Sadece yandaş olmuyor, ayakkabı kutularında para saklıyor, yolsuzluğa destek veriyor, hırsızların tümünü korumaya alıyorsunuz ve hatta ülkeyi soymuşsunuz, bir tek soğanı kalmış…
Sizi gidi hırsızlar, uğursuzlar çetesi sizi…
Ama eğer siz bir yolsuzluk olduğuna inanıyorsanız kesin ananasları biriktirmiş, Uganda’dan gelen ihaleler için şimdiden el ovuşturmaya başlamışsınızdır.
Sizin için her şey mubahtır; seks kaseti de çekersiniz, montajlarla insanların hayatını da karartırsınız.
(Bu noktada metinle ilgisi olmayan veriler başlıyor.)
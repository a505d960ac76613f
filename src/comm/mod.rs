//! Pluggable communication layer between the task and scheduler services.
//!
//! Three interchangeable strategies satisfy one contract: a synchronous HTTP
//! call, a redis pub/sub channel, and a persistent websocket. The active
//! strategy is selected once at startup via [`factory::create`] and owned
//! explicitly by the publisher; callers never branch on the variant.

mod factory;
mod http;
mod redis;
mod socket;

pub use factory::create;
pub use http::HttpStrategy;
pub use redis::RedisStrategy;
pub use socket::SocketStrategy;

use async_trait::async_trait;
use thiserror::Error;

use crate::events::TaskEvent;

/// Name of the redis channel carrying serialized envelopes.
pub const BROKER_CHANNEL: &str = "task-events";

/// Message type used for envelopes on the websocket transport.
pub const SOCKET_EVENT_TYPE: &str = "task.event";

#[derive(Debug, Error)]
pub enum CommError {
    /// The factory was given an incomplete configuration for the selected mode.
    #[error("invalid communication configuration: {0}")]
    Configuration(String),
    /// The transport could not establish connectivity.
    #[error("failed to establish connection: {0}")]
    Connection(String),
    /// A send call could not reach the peer.
    #[error("failed to deliver event: {0}")]
    Delivery(String),
}

/// One contract for all three transports.
#[async_trait]
pub trait CommunicationStrategy: Send + Sync {
    /// Establish whatever connectivity the transport needs.
    async fn initialize(&self) -> Result<(), CommError>;

    /// Transmit one envelope. Never queues implicitly: either the envelope
    /// reaches the transport or the caller gets an error.
    async fn send(&self, event: &TaskEvent) -> Result<(), CommError>;

    /// Best-effort teardown; never fails.
    async fn shutdown(&self);
}

/// Reconnect delay shared by the broker publisher and subscriber loops:
/// `min(attempt * 50ms, 2s)`.
pub(crate) fn reconnect_delay(attempt: u32) -> std::time::Duration {
    std::time::Duration::from_millis(u64::from(attempt.saturating_mul(50)).min(2000))
}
Sizi gibi İsrail yandaşı sizi, sizi gibi Amerikan uşağı sizi, sizi gidi CIA ve FBİ’anın dümen suyuna giden paralel yapı sizi…
***
Basın, böyle bir şey değildir. Siyaset de böyle bir şey değildir. Hatta cemaat de böyle bir şey değildir.
Ve bu şekilde olduğu müddetçe de hiçbir zaman, ortada neyin döndüğünü anlamamız mümkün olmayacak. Bir kör döğüşüdür gidecek.
Zaten iki yandaş kesimin kuru gürültüsü arasında sağduyulu mesajlar da asla yerini bulmayacak.
Peki siz yandaş mısınız?
Bir olayı değerlendirirken, bağlılığınız, sevginiz ve sadakatiniz, yanlışları görmeye engelse, muhalefetiniz, nefretiniz de doğruları görmeye engelse, siz “süzme yandaşsınız.”
Hatta sadece süzme değil, “tedaviye ihtiyacı olan, takıntılı bir yandaş” hastalığına yakalanmışsınız.
Sizden ne bize ne de bu memlekete hayır gelir.
Sadece kafa şişirirsiniz, tıpkı şu an yaptığınız gibi…
Tweetimden seçmeler
Yandaş basının pratikteki tarifi, bizim gibi düşünmeyen, bizim istediğimiz gibi yazmayan, inadına kendi doğrusunu savunandır.